From a media background myself; I am just disappointed that sceptics don't have such a pervasive medium at their disposal with which to defend themselves. The internet is very good, but scheduled television is still an extremely powerful, manipulative medium. Documentary filmmaking is the vehicle of choice for supporting or destroying arguments and misrepresenting characters for the layperson/ general public. Pictures speak louder than words (lots of visual-kinesthetic learners out there), and a well shot, edited and scripted doc is a weapon of high calibre.
I ask myself - where is the next GGWS coming from? Who's commissioning it, funding it, producing it, and directing it? If anyone has any idea, then give me a call, I'll lend a hand for free.

Jan 30, 2011 at 11:19 AM | Unregistered CommenterJustin Ert

Dimbleby is not neutral : I can remember him giving short shrift to a caller on Any Questions who innocently tried to include the Medieval Warm Period as part of the debate.

Jan 30, 2011 at 3:34 PM | Unregistered CommenterLaura Hills

"From a media background myself; I am just disappointed that sceptics don't have such a pervasive medium at their disposal with which to defend themselves."

We do, now. Some prominent sceptics are getting time on serious TV. You have to remember, worldviews are not overturned overnight, and we cannot realistically expect instantaneous victory. It is an advance from being excluded totally - not even being considered worth listening to - to sitting at the same table, even if it is still a biased and slanted table. And that in itself is an advantage, so long as you can make the slant visible. There's nothing that destroys one's credibility like making obvious propaganda. The more we can panic them into making, the better. Every time we go on we get more experience, get more points and questions out into the public awareness - and ultimately truth and falsehood will grapple and truth will win out. The more times we're on, the more tangled a web they must weave to keep us "discredited", and eventually it will start to trip them up.

While the field is so biased, we do not want to wheel our big guns out yet. There is a risk they will get discredited early by journalistic cheating. Pawns are expendable. (Without in any way wishing to disparage Dellers by calling him a pawn - I think he'd probably agree.) Let them open up a debate, provoke the other side into making careless errors and taking up weak positions, and then say "Well, of course you can beat a non-scientist like Dellingpole, but now try it on Professors McKittrick or Lindzen."

No, I'd say things were progressing very well. You can browbeat someone with authority if you still have your authority intact, and nothing short and simple they can hit you with. Had they done this before Climategate, they might have got this battle over with, to their advantage. But post-scandal, with their aura of authority shredding and the momentum starting to move the other way, the BBC weaken their long-term position immeasurably for the sake of a short-term delay. Their biased treatment of sceptics today is something that can be used against them for years to come.

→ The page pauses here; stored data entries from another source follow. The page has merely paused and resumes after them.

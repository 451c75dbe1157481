//! # Telecommand module
//!
//! This module provides telecommand functionality to the communications interface. Telecommands
//! are used by the mode switcher (a script or an operator) to start and stop games.

// ---------------------------------------------------------------------------
// IMPORTS
// ---------------------------------------------------------------------------

// External
use serde::{Deserialize, Serialize};
use std::str::FromStr;
use thiserror::Error;

// ---------------------------------------------------------------------------
// ENUMERATIONS
// ---------------------------------------------------------------------------

/// A telecommand, i.e. an instruction sent to the arm executable.
///
/// On the wire a TC is a JSON object with a `type` and an optional `payload`, for example
/// `{"type": "START", "payload": "Xo"}`.
#[derive(Debug, Clone, PartialEq, Eq, Serialize, Deserialize)]
#[serde(tag = "type", content = "payload")]
pub enum Tc {
    #[serde(rename = "HEARTBEAT")]
    Heartbeat,

    /// Start the given game, stopping any game in progress
    #[serde(rename = "START")]
    StartGame(GameKind),

    /// Stop the game in progress
    #[serde(rename = "STOP")]
    StopGame,
}

/// The games the arm can play.
#[derive(Debug, Clone, Copy, PartialEq, Eq, Hash, Serialize, Deserialize)]
pub enum GameKind {
    Xo,
    Memory,
    Cups,
    Rubik,
}

/// Possible parsing errors.
#[derive(Debug, Error)]
pub enum TcParseError {
    #[error("TC contains invalid JSON: {0}")]
    InvalidJson(serde_json::Error),

    #[error("{0} is not a recognised game")]
    InvalidGame(String),
}

// ---------------------------------------------------------------------------
// IMPLEMENTATIONS
// ---------------------------------------------------------------------------

impl Tc {
    /// Parse a new TC from a JSON packet
    pub fn from_json(json_str: &str) -> Result<Self, TcParseError> {
        serde_json::from_str(json_str).map_err(TcParseError::InvalidJson)
    }
}

impl FromStr for GameKind {
    type Err = TcParseError;

    fn from_str(s: &str) -> Result<Self, Self::Err> {
        match s.to_lowercase().as_str() {
            "xo" => Ok(GameKind::Xo),
            "memory" => Ok(GameKind::Memory),
            "cups" => Ok(GameKind::Cups),
            "rubik" => Ok(GameKind::Rubik),
            _ => Err(TcParseError::InvalidGame(s.to_string())),
        }
    }
}

// ---------------------------------------------------------------------------
// TESTS
// ---------------------------------------------------------------------------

Jan 30, 2011 at 3:53 PM | Unregistered CommenterLaogai

Johnathan Dimbleby, 2009, “There really is a catastrophe waiting down the road. My youngest child won’t even be middle aged by 2050. My older children will still very much be around. In 25 years there will be a population of nine billion, there are already food shortages, the temperature is going to go up by at least two degrees — unless we act dramatically we can write off civilised life. We will have millions of people fleeing the new deserts, rivers will turn saline from rising sea levels and lakes will dry up.”

It would appear that Johnathan Dimbleby is an ultra-alarmist.